= Kenneth Mackenzie of Suddie =

Scottish soldier

Captain Kenneth Mackenzie, 2nd of Suddie was a Scottish soldier who was killed at the Battle of Mulroy in 1688 whilst commanding Government troops against rebel Scottish clans.

==Lineage==

He was the son of Alexander Mackenzie, 1st of Suddie and his wife Mary, daughter of Mr Bruce of Airth. He belonged to the Clan Mackenzie.

==Career==

Kenneth Mackenzie of Suddie served as a Captain in Dumbarton's Regiment in France in 1666, and later as a Royalist in Scotland. He was made commander of an Independent Highland Company raised to help keep order in the Highlands on behalf of the Scottish Government, and in 1685, had received instructions from the Privy Council of Scotland to step-up more aggressive and punitive action against the caterans and broken men.
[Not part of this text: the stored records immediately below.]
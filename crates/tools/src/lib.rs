//! Remote tools for shopwire.
//!
//! Tools live on JSON-RPC servers. This crate resolves the catalog a
//! conversation may use, performs calls, normalizes their results and mines
//! catalog searches for product cards.

pub mod cache;
pub mod catalog;
pub mod invoker;
pub mod mcp_client;
pub mod products;

pub use cache::CatalogCache;
pub use catalog::{ServerBinding, ToolCatalog, bindings_from_config};
pub use invoker::{ToolInvocation, ToolInvoker, normalize_content};
pub use mcp_client::McpHttpServer;
pub use products::{ProductExtractor, ProductSummary};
They had been so successful in this task that it was recommended that another Independent Highland Company should be set up to help keep the peace in the south. In 1688, the Privy Council ordered Mackenzie of Suddie and his company to support Mackintosh of Mackintosh in his feud against MacDonald of Keppoch. He was killed fighting against the MacDonalds in the subsequent Battle of Mulroy in August 1688, and his Independent Highland Company suffered very heavy losses.

==Family==

Kenneth Mackenzie of Suddie had married Isobel, daughter of John Paterson, Bishop of Ross and had the following children:

1. Kenneth Mackenzie, 3rd of Suddie, heir and successor.
2. George Mackenzie, who was killed during the failed Darien scheme.
3. Margaret Mackenzie, who married as his first wife, Colonel Alexander Mackenzie of Conansbay, son of Kenneth Mackenzie, 3rd Earl of Seaforth, chief of Clan Mackenzie.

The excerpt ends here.